Le rendement des cultures américaines ne serait pas meilleur qu'en Europe.
La chute des prix des céréales rend ces semences moins intéressantes.

Il y a comme un vent de fronde au royaume des OGM. Plombés par la baisse des prix céréaliers, certains agriculteurs américains se demandent s'ils ont toujours intérêt à cultiver des organismes génétiquement modifiés, qui leur coûtent jusqu'à deux fois plus cher à planter que des semences classiques. Loin des préoccupations européennes sur la santé publique et la biodiversité, le débat sur les OGM qui est en train de naître aux Etats-Unis tient donc à un tout autre aspect : le retour sur investissement.
La période n'est effectivement pas propice aux dépenses inutiles : depuis quelques années, le monde consomme moins de maïs, de soja et de blé qu'il n'en produit. Conséquence : le prix du maïs a fondu de moitié depuis son pic de 2012, passant brutalement de 8 à 4 dollars le boisseau. C'est aussi le cas du soja, dont les prix ont chuté de 46 % sur trois ans. Il y a peu de raisons de penser que les prix remontent en flèche au cours des cinq prochaines années, prévient le ministère de l'Agriculture. Les revenus des agriculteurs s'en ressentent : ils ont chuté de 42 % en trois ans (2013-2016), selon le ministère.
Le coût des semences OGM a pris le chemin inverse. Il ne cesse d'augmenter chaque année. A titre d'exemple, les agriculteurs dépensent quatre fois plus pour l'achat de leurs semences de maïs qu'ils ne le faisaient il y a vingt ans, quand Monsanto a commercialisé ses premiers OGM. Le prix auquel les agriculteurs facturent leur maïs n'a pas augmenté pour autant. «  Le retour sur investissement n'est pas au rendez-vous », estime Joe Logan, un fermier de l'Ohio cité récemment par le « Wall Street Journal ». Il compte abandonner les OGM l'an prochain pour se remettre à planter des semences classiques.
Les OGM font d'autant plus débat qu'ils ne tiennent pas forcément leurs promesses, en tout cas dans les pays développés. Les deux plus gros producteurs, Monsanto et Dupont, avaient fait miroiter un accroissement des rendements et des économies substantielles grâce à un moindre recours aux pesticides. Mais les données mondiales publiées par les Nations unies et différents centres de recherche montrent que l'Amérique n'a guère tiré d'avantages par rapport à l'Europe - où la culture des OGM reste largement interdite.
Le « New York Times » a ainsi pris la peine de comparer les rendements des cultures américaines et européennes. Il en ressort que les Etats-Unis n'affichent pas de meilleurs rendements agricoles que l'Europe. «  Nous n'avons pas la preuve que les OGM introduits aux Etats-Unis ont augmenté les rendements agricoles, au-delà de ce qui a pu être constaté pour les cultures conventionnelles », abonde l'Académie nationale des sciences dans un récent rapport. Le rendement des cultures de maïs, par exemple, a progressé de seulement 20 % sur vingt ans, selon le ministère de l'Agriculture - alors même que le prix des semences OGM de maïs a bondi de 400 % sur la même période.

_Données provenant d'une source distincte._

use actix_web::{web, HttpResponse};
use validator::Validate;

use gym_core::repositories::{
    GymBookingRepository, TrainerBookingRepository, TrainerRepository, UserRepository,
};

use crate::app::AppState;
use crate::dto::{BookGymRequest, BookingResponse};
use crate::handlers::{handle_domain_error, handle_validation_errors};
use crate::middleware::OptionalAuth;

/// Handler for POST /api/bookings/gym
///
/// Records a gym session paid through the payment provider. Authentication
/// is optional; a signed-in caller becomes the booking's owner.
///
/// # Request Body
///
/// ```json
/// {
///     "workoutType": "cardio",
///     "duration": 3,
///     "sessionDate": "2030-01-15",
///     "payment": { "method": "khalti", "transactionId": "txn-42" }
/// }
/// ```
///
/// # Response
///
/// ## Success (201 Created)
/// `{ "message": "Booking successful", "booking": { ... } }` with the amount
/// computed server-side in `booking.payment.amount`.
///
/// ## Errors
/// - 400 Bad Request: Unknown workout type or payment method, bad duration or date
/// - 409 Conflict: The transaction id was already used for a booking
pub async fn book_gym<U, T, G, B>(
    state: web::Data<AppState<U, T, G, B>>,
    auth: OptionalAuth,
    request: web::Json<BookGymRequest>,
) -> HttpResponse
where
    U: UserRepository + 'static,
    T: TrainerRepository + 'static,
    G: GymBookingRepository + 'static,
    B: TrainerBookingRepository + 'static,
{
    let request = request.into_inner();
    if let Err(errors) = request.validate() {
        return handle_validation_errors(errors);
    }

    let owner = auth.0.map(|context| context.user_id);
    match state.booking_service.book_gym_session(owner, request.into()).await {
        Ok(booking) => {
            HttpResponse::Created().json(BookingResponse::new("Booking successful", booking))
        }
        Err(error) => handle_domain_error(error),
    }
}

/// Handler for GET /api/bookings/gym (administrative)
pub async fn list_gym<U, T, G, B>(state: web::Data<AppState<U, T, G, B>>) -> HttpResponse
where
    U: UserRepository + 'static,
    T: TrainerRepository + 'static,
    G: GymBookingRepository + 'static,
    B: TrainerBookingRepository + 'static,
{
    match state.booking_service.list_gym_bookings().await {
        Ok(bookings) => HttpResponse::Ok().json(bookings),
        Err(error) => handle_domain_error(error),
    }
}
#[actix_web::test]
async fn test_signup_duplicate_email_conflict() {
    let ctx = TestContext::new();
    let app = test::init_service(create_app(ctx.state.clone())).await;

    let first = test::TestRequest::post()
        .uri("/api/user/signup")
        .set_json(signup_body("Asha Rai", "asha@example.com", "9800000001"))
        .to_request();
    assert_eq!(test::call_service(&app, first).await.status(), StatusCode::CREATED);

    let second = test::TestRequest::post()
        .uri("/api/user/signup")
        .set_json(signup_body("Asha Again", "ASHA@example.com", "9800000002"))
        .to_request();
    let resp = test::call_service(&app, second).await;
    assert_eq!(resp.status(), StatusCode::CONFLICT);

    let body: Value = test::read_body_json(resp).await;
    assert_eq!(body["error"], "CONFLICT");
    assert_eq!(body["details"]["field"], "email");
    assert_eq!(ctx.users.len().await, 1);
}

#[actix_web::test]
async fn test_signup_rejects_invalid_fields() {
    let ctx = TestContext::new();
    let app = test::init_service(create_app(ctx.state.clone())).await;

    let req = test::TestRequest::post()
        .uri("/api/user/signup")
        .set_json(signup_body("Asha Rai", "asha@example.com", "98-0000-0001"))
        .to_request();
    let resp = test::call_service(&app, req).await;
    assert_eq!(resp.status(), StatusCode::BAD_REQUEST);

    let body: Value = test::read_body_json(resp).await;
    assert_eq!(body["error"], "VALIDATION_ERROR");
    assert_eq!(body["details"]["field"], "phoneNumber");

    // Missing password never reaches the service
    let req = test::TestRequest::post()
        .uri("/api/user/signup")
        .set_json(json!({ "name": "Asha", "email": "asha@example.com", "phoneNumber": "9800000001" }))
        .to_request();
    let resp = test::call_service(&app, req).await;
    assert_eq!(resp.status(), StatusCode::BAD_REQUEST);
    assert_eq!(ctx.users.len().await, 0);
}

#[actix_web::test]
async fn test_malformed_json_is_validation_error() {
    let ctx = TestContext::new();
    let app = test::init_service(create_app(ctx.state.clone())).await;

    let req = test::TestRequest::post()
        .uri("/api/user/signin")
        .insert_header(("content-type", "application/json"))
        .set_payload("{ not json")
        .to_request();
    let resp = test::call_service(&app, req).await;
    assert_eq!(resp.status(), StatusCode::BAD_REQUEST);

    let body: Value = test::read_body_json(resp).await;
    assert_eq!(body["error"], "VALIDATION_ERROR");
}

#[actix_web::test]
async fn test_signin_failures_are_indistinguishable() {
    let ctx = TestContext::new();
    let app = test::init_service(create_app(ctx.state.clone())).await;

    let req = test::TestRequest::post()
        .uri("/api/user/signup")
        .set_json(signup_body("Asha Rai", "asha@example.com", "9800000001"))
        .to_request();
    test::call_service(&app, req).await;

    let wrong_password = test::TestRequest::post()
        .uri("/api/user/signin")
        .set_json(json!({ "email": "asha@example.com", "password": "not-the-password" }))
        .to_request();
    let resp = test::call_service(&app, wrong_password).await;
    assert_eq!(resp.status(), StatusCode::UNAUTHORIZED);
    let first: Value = test::read_body_json(resp).await;

    let unknown_email = test::TestRequest::post()
        .uri("/api/user/signin")
        .set_json(json!({ "email": "nobody@example.com", "password": PASSWORD }))
        .to_request();
    let resp = test::call_service(&app, unknown_email).await;
    assert_eq!(resp.status(), StatusCode::UNAUTHORIZED);
    let second: Value = test::read_body_json(resp).await;

    assert_eq!(first["error"], "INVALID_CREDENTIALS");
    assert_eq!(first["error"], second["error"]);
    assert_eq!(first["message"], second["message"]);
}

#[actix_web::test]
async fn test_signin_cookie_authenticates_me() {
    let ctx = TestContext::new();
    let app = test::init_service(create_app(ctx.state.clone())).await;

    let req = test::TestRequest::post()
        .uri("/api/user/signup")
        .set_json(signup_body("Asha Rai", "asha@example.com", "9800000001"))
        .to_request();
    test::call_service(&app, req).await;

    let req = test::TestRequest::post()
        .uri("/api/user/signin")
        .set_json(json!({ "email": " ASHA@example.com ", "password": PASSWORD }))
        .to_request();
    let resp = test::call_service(&app, req).await;
    assert_eq!(resp.status(), StatusCode::OK);

    let cookie = resp
        .response()
        .cookies()
        .find(|c| c.name() == "token")
        .map(|c| c.into_owned())
        .expect("access cookie");
    assert!(cookie.http_only().unwrap_or(false));

    let req = test::TestRequest::get()
        .uri("/api/user/me")
        .cookie(Cookie::new("token", cookie.value().to_string()))
        .to_request();
    let resp = test::call_service(&app, req).await;
    assert_eq!(resp.status(), StatusCode::OK);
}

#[actix_web::test]
async fn test_logout_clears_session_cookies() {
    let ctx = TestContext::new();
    let app = test::init_service(create_app(ctx.state.clone())).await;

    let req = test::TestRequest::post().uri("/api/user/logout").to_request();
    let resp = test::call_service(&app, req).await;
    assert_eq!(resp.status(), StatusCode::OK);

    let cleared: Vec<_> = resp
        .response()
        .cookies()
        .map(|c| (c.name().to_string(), c.value().to_string(), c.max_age()))
        .collect();
    assert_eq!(cleared.len(), 2);
    for (_, value, max_age) in &cleared {
        assert!(value.is_empty());
        assert_eq!(*max_age, Some(actix_web::cookie::time::Duration::ZERO));
    }

    let body: Value = test::read_body_json(resp).await;
    assert_eq!(body["message"], "Logged out successfully");
}

#[actix_web::test]
async fn test_update_phone() {
    let ctx = TestContext::new();
    let (_, token) = ctx.member("Asha Rai", "asha@example.com", "9800000001").await;
    ctx.member("Bina Lama", "bina@example.com", "9800000002").await;
    let app = test::init_service(create_app(ctx.state.clone())).await;

    let req = test::TestRequest::put()
        .uri("/api/user/update-phone")
        .insert_header(bearer(&token))
        .set_json(json!({ "phone": "9811111111" }))
        .to_request();
    let resp = test::call_service(&app, req).await;
    assert_eq!(resp.status(), StatusCode::OK);
    let body: Value = test::read_body_json(resp).await;
    assert_eq!(body["phone"], "9811111111");

    let taken = test::TestRequest::put()
        .uri("/api/user/update-phone")
        .insert_header(bearer(&token))
        .set_json(json!({ "phone": "9800000002" }))
        .to_request();
    assert_eq!(test::call_service(&app, taken).await.status(), StatusCode::CONFLICT);

    let invalid = test::TestRequest::put()
        .uri("/api/user/update-phone")
        .insert_header(bearer(&token))
        .set_json(json!({ "phone": "12345" }))
        .to_request();
    assert_eq!(
        test::call_service(&app, invalid).await.status(),
        StatusCode::BAD_REQUEST
    );
}
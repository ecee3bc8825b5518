use actix_web::{web, HttpRequest, HttpResponse};

use gym_core::errors::TokenError;
use gym_core::repositories::{
    GymBookingRepository, TrainerBookingRepository, TrainerRepository, UserRepository,
};

use crate::app::AppState;
use crate::dto::{RefreshTokenRequest, SessionResponse};
use crate::handlers::handle_domain_error;
use crate::routes::session::session_cookies;

/// Handler for POST /api/auth/refresh-token
///
/// Issues a new token pair from a valid refresh token.
///
/// The refresh token is read from the `refreshToken` cookie, or from the
/// request body when the cookie is absent:
///
/// ```json
/// {
///     "refreshToken": "eyJ..."
/// }
/// ```
///
/// # Response
///
/// ## Success (200 OK)
/// Same shape as signin, with message "Token refreshed successfully". Both
/// cookies are replaced.
///
/// ## Errors
/// - 401 Unauthorized: Missing, invalid or expired refresh token, or the
///   account no longer exists
pub async fn refresh_token<U, T, G, B>(
    req: HttpRequest,
    state: web::Data<AppState<U, T, G, B>>,
    body: Option<web::Json<RefreshTokenRequest>>,
) -> HttpResponse
where
    U: UserRepository + 'static,
    T: TrainerRepository + 'static,
    G: GymBookingRepository + 'static,
    B: TrainerBookingRepository + 'static,
{
    let from_cookie = req
        .cookie(&state.session.refresh_cookie_name)
        .map(|cookie| cookie.value().to_string())
        .filter(|t| !t.trim().is_empty());
    let from_body = body
        .and_then(|body| body.into_inner().refresh_token)
        .filter(|t| !t.trim().is_empty());

    let token = match from_cookie.or(from_body) {
        Some(token) => token,
        None => return handle_domain_error(TokenError::MissingToken.into()),
    };

    match state.auth_service.refresh(token.trim()).await {
        Ok(auth_response) => {
            let (access, refresh) = session_cookies(&state.session, &auth_response.tokens);
            HttpResponse::Ok()
                .cookie(access)
                .cookie(refresh)
                .json(SessionResponse::new("Token refreshed successfully", auth_response))
        }
        Err(error) => handle_domain_error(error),
    }
}
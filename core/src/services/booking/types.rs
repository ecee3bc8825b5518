//! Inputs accepted by the booking service
//!
//! Fields arrive as the client sent them; the service parses and validates.

/// A gym session paid through the external payment provider
#[derive(Debug, Clone)]
pub struct GymBookingRequest {
    /// `exercise` or `cardio`
    pub workout_type: String,
    /// Hours
    pub duration: i64,
    pub session_date: String,
    /// `khalti`
    pub payment_method: String,
    /// Reference issued by the payment provider
    pub transaction_id: String,
}

/// A session with a specific trainer
#[derive(Debug, Clone)]
pub struct TrainerBookingRequest {
    /// Hours
    pub duration: i64,
    pub session_date: String,
}
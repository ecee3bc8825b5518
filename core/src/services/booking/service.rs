//! Main booking service implementation

use std::future::Future;
use std::sync::Arc;

use chrono::Utc;
use gym_shared::date::parse_session_date;
use uuid::Uuid;

use crate::domain::entities::booking::{
    GymBooking, Payment, PaymentMethod, TrainerBooking, WorkoutType,
};
use crate::domain::value_objects::TrainerBookingView;
use crate::errors::{AuthError, DomainError, DomainResult, ValidationError};
use crate::repositories::{
    GymBookingRepository, TrainerBookingRepository, TrainerRepository, UserRepository,
};

use super::config::BookingServiceConfig;
use super::types::{GymBookingRequest, TrainerBookingRequest};

/// Booking service for gym and trainer sessions
pub struct BookingService<U, T, G, B>
where
    U: UserRepository,
    T: TrainerRepository,
    G: GymBookingRepository,
    B: TrainerBookingRepository,
{
    user_repository: Arc<U>,
    trainer_repository: Arc<T>,
    gym_booking_repository: Arc<G>,
    trainer_booking_repository: Arc<B>,
    config: BookingServiceConfig,
}

impl<U, T, G, B> BookingService<U, T, G, B>
where
    U: UserRepository,
    T: TrainerRepository,
    G: GymBookingRepository,
    B: TrainerBookingRepository,
{
    /// Create a new booking service
    ///
    /// # Arguments
    ///
    /// * `user_repository` - Member lookups for booking responses
    /// * `trainer_repository` - Trainer lookups for pricing
    /// * `gym_booking_repository` - Gym session persistence
    /// * `trainer_booking_repository` - Trainer session persistence
    /// * `config` - Prices and save timeout
    pub fn new(
        user_repository: Arc<U>,
        trainer_repository: Arc<T>,
        gym_booking_repository: Arc<G>,
        trainer_booking_repository: Arc<B>,
        config: BookingServiceConfig,
    ) -> Self {
        Self {
            user_repository,
            trainer_repository,
            gym_booking_repository,
            trainer_booking_repository,
            config,
        }
    }

    /// Price of a gym session
    pub fn gym_session_price(&self, workout_type: WorkoutType, duration: u32) -> f64 {
        let rate = match workout_type {
            WorkoutType::Cardio => self.config.cardio_rate,
            WorkoutType::Exercise => self.config.exercise_rate,
        };
        rate * f64::from(duration)
    }

    /// Book and price a gym session
    ///
    /// This method:
    /// 1. Parses workout type, duration, session date and payment method
    /// 2. Rejects a payment reference that was already used
    /// 3. Computes the amount server-side and stores the booking
    ///
    /// `owner` is recorded when the request carried a valid session, so the
    /// booking shows up in that member's transactions.
    ///
    /// # Returns
    ///
    /// * `Ok(GymBooking)` - The stored booking
    /// * `Err(DomainError::ValidationErr)` - A field failed validation
    /// * `Err(DomainError::Conflict)` - The transaction id was already used
    /// * `Err(DomainError::Internal)` - Storage failed or timed out
    pub async fn book_gym_session(
        &self,
        owner: Option<Uuid>,
        request: GymBookingRequest,
    ) -> DomainResult<GymBooking> {
        // Step 1: Parse the request
        let workout_type = WorkoutType::parse(request.workout_type.trim()).ok_or_else(|| {
            ValidationError::InvalidFormat {
                field: "workoutType".to_string(),
            }
        })?;
        let duration = u32::try_from(request.duration)
            .ok()
            .filter(|d| *d >= 1)
            .ok_or_else(|| ValidationError::OutOfRange {
                field: "duration".to_string(),
                min: "1".to_string(),
                max: u32::MAX.to_string(),
            })?;
        let session_date = parse_session_date(&request.session_date).ok_or_else(|| {
            ValidationError::InvalidDate {
                field: "sessionDate".to_string(),
            }
        })?;
        let method = PaymentMethod::parse(request.payment_method.trim()).ok_or_else(|| {
            ValidationError::InvalidFormat {
                field: "payment.method".to_string(),
            }
        })?;
        let transaction_id = request.transaction_id.trim().to_string();
        if transaction_id.is_empty() {
            return Err(ValidationError::RequiredField {
                field: "payment.transactionId".to_string(),
            }
            .into());
        }

        // Step 2: One booking per payment reference
        if self
            .gym_booking_repository
            .find_by_transaction_id(&transaction_id)
            .await?
            .is_some()
        {
            return Err(DomainError::conflict(
                "transactionId",
                "A booking already exists for this payment",
            ));
        }

        // Step 3: Price and store
        let payment = Payment {
            method,
            transaction_id,
            amount: self.gym_session_price(workout_type, duration),
        };
        let booking = GymBooking::new(owner, workout_type, duration, session_date, payment);
        let booking = self
            .with_save_timeout(self.gym_booking_repository.create(booking))
            .await?;

        tracing::info!(
            booking_id = %booking.id,
            workout_type = booking.workout_type.as_str(),
            duration = booking.duration,
            amount = booking.payment.amount,
            "Gym session booked"
        );
        Ok(booking)
    }

    /// Book a session with a trainer
    ///
    /// Checks run in order and the first failure wins:
    /// 1. The trainer exists
    /// 2. The duration is between 1 and the configured maximum hours
    /// 3. The session date parses and lies strictly in the future
    ///
    /// The amount is the trainer's current rate times the duration, frozen
    /// into the booking together with the trainer's name.
    ///
    /// # Returns
    ///
    /// * `Ok(TrainerBookingView)` - The stored booking with trainer and member details
    /// * `Err(DomainError::NotFound)` - No such trainer, or it was deleted meanwhile
    /// * `Err(DomainError::ValidationErr)` - Bad duration or session date
    pub async fn book_trainer_session(
        &self,
        trainer_id: Uuid,
        caller_id: Uuid,
        request: TrainerBookingRequest,
    ) -> DomainResult<TrainerBookingView> {
        let trainer = self
            .trainer_repository
            .find_by_id(trainer_id)
            .await?
            .ok_or_else(|| DomainError::not_found("Trainer"))?;

        let max_hours = self.config.max_trainer_hours;
        let duration = u32::try_from(request.duration)
            .ok()
            .filter(|d| (1..=max_hours).contains(d))
            .ok_or_else(|| ValidationError::OutOfRange {
                field: "duration".to_string(),
                min: "1".to_string(),
                max: max_hours.to_string(),
            })?;

        let session_date = parse_session_date(&request.session_date).ok_or_else(|| {
            ValidationError::InvalidDate {
                field: "sessionDate".to_string(),
            }
        })?;
        if session_date <= Utc::now() {
            return Err(ValidationError::DateInPast {
                field: "sessionDate".to_string(),
            }
            .into());
        }

        let customer = self
            .user_repository
            .find_by_id(caller_id)
            .await?
            .ok_or(AuthError::AccountRemoved)?;

        let booking = TrainerBooking::new(
            caller_id,
            trainer.id,
            trainer.name.clone(),
            trainer.rate,
            duration,
            session_date,
        );
        let booking = self
            .with_save_timeout(self.trainer_booking_repository.create_if_trainer_exists(booking))
            .await?
            .ok_or_else(|| DomainError::not_found("Trainer"))?;

        tracing::info!(
            booking_id = %booking.id,
            trainer_id = %booking.trainer_id,
            duration = booking.duration,
            amount = booking.amount,
            "Trainer session booked"
        );
        Ok(TrainerBookingView::new(&booking, &customer))
    }

    /// Cancel one of the caller's trainer bookings
    ///
    /// A booking owned by someone else is reported exactly like a missing
    /// one and is left untouched. Cancelling twice returns the booking again.
    pub async fn cancel_trainer_booking(
        &self,
        booking_id: Uuid,
        caller_id: Uuid,
    ) -> DomainResult<TrainerBooking> {
        let booking = self
            .with_save_timeout(
                self.trainer_booking_repository
                    .cancel_for_user(booking_id, caller_id),
            )
            .await?
            .ok_or_else(|| DomainError::not_found("Booking"))?;

        tracing::info!(booking_id = %booking.id, "Trainer session cancelled");
        Ok(booking)
    }

    /// Every gym booking, newest first
    pub async fn list_gym_bookings(&self) -> DomainResult<Vec<GymBooking>> {
        self.gym_booking_repository.list_all().await
    }

    async fn with_save_timeout<F, R>(&self, save: F) -> DomainResult<R>
    where
        F: Future<Output = DomainResult<R>>,
    {
        match tokio::time::timeout(self.config.save_timeout, save).await {
            Ok(result) => result,
            Err(_) => {
                tracing::error!(
                    timeout_secs = self.config.save_timeout.as_secs(),
                    "Booking save timed out"
                );
                Err(DomainError::internal("operation timed out"))
            }
        }
    }
}
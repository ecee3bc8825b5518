//! MySQL repository implementations

mod gym_booking_repository;
mod trainer_booking_repository;
mod trainer_repository;
mod user_repository;

pub use gym_booking_repository::MySqlGymBookingRepository;
pub use trainer_booking_repository::MySqlTrainerBookingRepository;
pub use trainer_repository::MySqlTrainerRepository;
pub use user_repository::MySqlUserRepository;

use gym_core::errors::DomainError;
use sqlx::mysql::MySqlDatabaseError;
use uuid::Uuid;

/// MySQL error number for a duplicate key
const ER_DUP_ENTRY: u16 = 1062;

/// Name of the unique index a duplicate-key error tripped over
///
/// MySQL reports `Duplicate entry '...' for key '<table>.<index>'`.
fn duplicate_key(error: &sqlx::Error) -> Option<String> {
    let db_error = error.as_database_error()?;
    let mysql_error = db_error.try_downcast_ref::<MySqlDatabaseError>()?;
    if mysql_error.number() != ER_DUP_ENTRY {
        return None;
    }
    let message = mysql_error.message();
    let key = message
        .rsplit("for key '")
        .next()
        .map(|k| k.trim_end_matches('\''))
        .unwrap_or(message);
    Some(key.to_string())
}

/// Convert a write failure into a domain error
///
/// `conflicts` maps unique index names to the client-facing field they guard.
fn write_error(error: sqlx::Error, action: &str, conflicts: &[(&str, &str, &str)]) -> DomainError {
    if let Some(key) = duplicate_key(&error) {
        for (index, field, message) in conflicts {
            if key.ends_with(index) {
                return DomainError::conflict(*field, *message);
            }
        }
        return DomainError::conflict("unknown", "Duplicate record");
    }
    tracing::error!("Failed to {}: {}", action, error);
    DomainError::internal(format!("Failed to {}: {}", action, error))
}

fn read_error(error: sqlx::Error) -> DomainError {
    tracing::error!("Database query failed: {}", error);
    DomainError::internal(format!("Database query failed: {}", error))
}

fn column_error(column: &str, error: impl std::fmt::Display) -> DomainError {
    DomainError::internal(format!("Failed to get {}: {}", column, error))
}

fn parse_uuid(column: &str, raw: &str) -> Result<Uuid, DomainError> {
    Uuid::parse_str(raw).map_err(|e| column_error(column, e))
}
//! Shared utilities and common types for the GymFlow server
//!
//! This crate provides functionality used across all server modules:
//! - Configuration types loaded from the environment
//! - The JSON error body returned by every endpoint
//! - Validation helpers for names, phone numbers, emails and session dates

pub mod config;
pub mod errors;
pub mod utils;

// Re-export commonly used items at crate root
pub use config::{
    AppConfig, AuthConfig, BookingConfig, CorsConfig, DatabaseConfig, Environment, JwtConfig,
    ServerConfig, SessionConfig,
};
pub use errors::{error_codes, ErrorResponse};
pub use utils::{date, phone, validation};
//! Configuration for the authentication service

/// Configuration for the authentication service
#[derive(Debug, Clone)]
pub struct AuthServiceConfig {
    /// Shortest accepted password, in characters
    pub min_password_length: usize,
    /// Longest accepted password, in UTF-8 bytes; bcrypt reads at most 72
    pub max_password_length: usize,
    /// Longest accepted display name, in characters
    pub max_name_length: usize,
}

impl Default for AuthServiceConfig {
    fn default() -> Self {
        Self {
            min_password_length: 6,
            max_password_length: 72,
            max_name_length: 100,
        }
    }
}
//! Conversion of domain and request errors into JSON responses
//!
//! Every failure leaves the API as a `gym_shared::ErrorResponse` body with
//! the status code of its error category.

use std::collections::BTreeMap;

use actix_web::{
    error::{InternalError, JsonPayloadError, PathError},
    http::StatusCode,
    HttpRequest, HttpResponse,
};
use gym_core::errors::{AuthError, DomainError, ErrorCategory, TokenError, ValidationError};
use gym_shared::{error_codes, ErrorResponse};
use validator::{ValidationErrors, ValidationErrorsKind};

/// Message returned in place of internal error details
pub const INTERNAL_ERROR_MESSAGE: &str = "An internal error occurred";

/// Build a JSON error response
pub fn error_response(status: StatusCode, code: &str, message: impl Into<String>) -> HttpResponse {
    HttpResponse::build(status).json(ErrorResponse::new(code, message))
}

/// Handle domain errors and convert them to appropriate HTTP responses
pub fn handle_domain_error(error: DomainError) -> HttpResponse {
    let (status, body) = domain_error_body(&error);
    HttpResponse::build(status).json(body)
}

/// Status and body for a domain error
///
/// Internal errors are logged in full and answered with a fixed message.
pub fn domain_error_body(error: &DomainError) -> (StatusCode, ErrorResponse) {
    match error.category() {
        ErrorCategory::Validation => {
            log::debug!("Validation failed: {}", error);
            let body = ErrorResponse::new(error_codes::VALIDATION_ERROR, error.to_string());
            let body = match validation_field(error) {
                Some(field) => body.add_detail("field", field),
                None => body,
            };
            (StatusCode::BAD_REQUEST, body)
        }
        ErrorCategory::Unauthorized => {
            log::warn!("Unauthorized request: {}", error);
            (
                StatusCode::UNAUTHORIZED,
                ErrorResponse::new(unauthorized_code(error), error.to_string()),
            )
        }
        ErrorCategory::Forbidden => {
            log::warn!("Forbidden request: {}", error);
            (
                StatusCode::FORBIDDEN,
                ErrorResponse::new(error_codes::FORBIDDEN, forbidden_message(error)),
            )
        }
        ErrorCategory::NotFound => (
            StatusCode::NOT_FOUND,
            ErrorResponse::new(error_codes::NOT_FOUND, error.to_string()),
        ),
        ErrorCategory::Conflict => {
            let body = ErrorResponse::new(error_codes::CONFLICT, error.to_string());
            let body = match conflict_field(error) {
                Some(field) => body.add_detail("field", field),
                None => body,
            };
            (StatusCode::CONFLICT, body)
        }
        ErrorCategory::Internal => {
            log::error!("Internal error: {:?}", error);
            (
                StatusCode::INTERNAL_SERVER_ERROR,
                ErrorResponse::new(error_codes::INTERNAL_ERROR, INTERNAL_ERROR_MESSAGE),
            )
        }
    }
}

fn unauthorized_code(error: &DomainError) -> &'static str {
    match error {
        DomainError::Token(TokenError::TokenExpired) => error_codes::TOKEN_EXPIRED,
        DomainError::Token(TokenError::MissingToken) => error_codes::UNAUTHORIZED,
        DomainError::Token(_) => error_codes::TOKEN_INVALID,
        DomainError::Auth(AuthError::InvalidCredentials) => error_codes::INVALID_CREDENTIALS,
        _ => error_codes::UNAUTHORIZED,
    }
}

fn forbidden_message(error: &DomainError) -> String {
    match error {
        DomainError::Forbidden { message } => message.clone(),
        other => other.to_string(),
    }
}

fn validation_field(error: &DomainError) -> Option<String> {
    match error {
        DomainError::ValidationErr(inner) => inner.field().map(String::from),
        _ => None,
    }
}

fn conflict_field(error: &DomainError) -> Option<String> {
    match error {
        DomainError::Conflict { field, .. } => Some(field.clone()),
        DomainError::Auth(AuthError::EmailAlreadyRegistered) => Some("email".to_string()),
        DomainError::Auth(AuthError::PhoneAlreadyRegistered) => Some("phoneNumber".to_string()),
        _ => None,
    }
}

/// Answer a request body that failed `validator` checks
///
/// Field messages are collected under `details.fields`, nested structs
/// using dotted paths (`payment.transactionId`).
pub fn handle_validation_errors(errors: ValidationErrors) -> HttpResponse {
    let mut fields = BTreeMap::new();
    collect_field_errors("", &errors, &mut fields);
    log::debug!("Request validation failed: {:?}", fields);

    HttpResponse::BadRequest().json(
        ErrorResponse::new(error_codes::VALIDATION_ERROR, "Invalid request data")
            .add_detail("fields", fields),
    )
}

fn collect_field_errors(
    prefix: &str,
    errors: &ValidationErrors,
    out: &mut BTreeMap<String, Vec<String>>,
) {
    for (field, kind) in errors.errors() {
        let path = if prefix.is_empty() {
            field.to_string()
        } else {
            format!("{}.{}", prefix, field)
        };
        match kind {
            ValidationErrorsKind::Field(list) => {
                let messages = list
                    .iter()
                    .map(|e| {
                        e.message
                            .as_ref()
                            .map(|m| m.to_string())
                            .unwrap_or_else(|| e.code.to_string())
                    })
                    .collect();
                out.insert(path, messages);
            }
            ValidationErrorsKind::Struct(inner) => collect_field_errors(&path, inner, out),
            ValidationErrorsKind::List(items) => {
                for (index, inner) in items {
                    collect_field_errors(&format!("{}[{}]", path, index), inner, out);
                }
            }
        }
    }
}

/// Malformed or mistyped JSON bodies become 400 responses
pub fn json_error_handler(err: JsonPayloadError, _req: &HttpRequest) -> actix_web::Error {
    let (status, message) = match &err {
        JsonPayloadError::OverflowKnownLength { .. } | JsonPayloadError::Overflow { .. } => {
            (StatusCode::PAYLOAD_TOO_LARGE, "Request body is too large".to_string())
        }
        JsonPayloadError::ContentType => (
            StatusCode::BAD_REQUEST,
            "Content-Type must be application/json".to_string(),
        ),
        JsonPayloadError::Deserialize(inner) => {
            (StatusCode::BAD_REQUEST, format!("Invalid request body: {}", inner))
        }
        other => (StatusCode::BAD_REQUEST, other.to_string()),
    };
    log::debug!("Rejected JSON payload: {}", err);

    let response = error_response(status, error_codes::VALIDATION_ERROR, message);
    InternalError::from_response(err, response).into()
}

/// Path parameters that do not parse (e.g. a malformed id) become 400 responses
pub fn path_error_handler(err: PathError, _req: &HttpRequest) -> actix_web::Error {
    let error: DomainError = ValidationError::InvalidFormat {
        field: "id".to_string(),
    }
    .into();
    let response = handle_domain_error(error);
    InternalError::from_response(err, response).into()
}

Hausse de la consommation d'herbicides

Le moindre recours aux pesticides est tout aussi discutable. Et pour cause : les mauvaises herbes ont évolué pour résister au Roundup - le fameux herbicide de Monsanto - et les fermiers sont contraints de ressortir des désherbants à la fois plus anciens et plus puissants, tel le Dicamba. Les données publiées dans une récente étude géologique nationale (United States Geological Survey) montrent ainsi que les agriculteurs américains ont augmenté leur consommation d'herbicides de 21 % sur vingt ans alors que les Français ont réduit la leur de 35 % sur la même période.
Les Américains ont bien réussi à réduire l'utilisation d'insecticides sur deux décennies (-33 %), mais deux fois moins que les agriculteurs français (-65 %). L'écart n'est pas neutre. Car, si rien ne prouve la nocivité des OGM en matière de santé publique, le fait que certains pesticides soient cancérigènes ne fait plus débat.
Lucie Robequain, Les Echos
Bureau de New York
UN RECOURS QUASI SYSTÉMATIQUE AUX ETATS-UNIS
Les organismes génétiquement modifiés (OGM), qui fêtent leur vingtième année de commercialisation aux Etats-Unis, ont cannibalisé pratiquement toutes les autres formes de cultures dans le pays. Ces organismes, qui requièrent moins de pesticides et résistent mieux aux climats extrêmes, constituent désormais la quasi-intégralité des cultures de maïs (88 %), de coton (93 %) et de soja (94 %).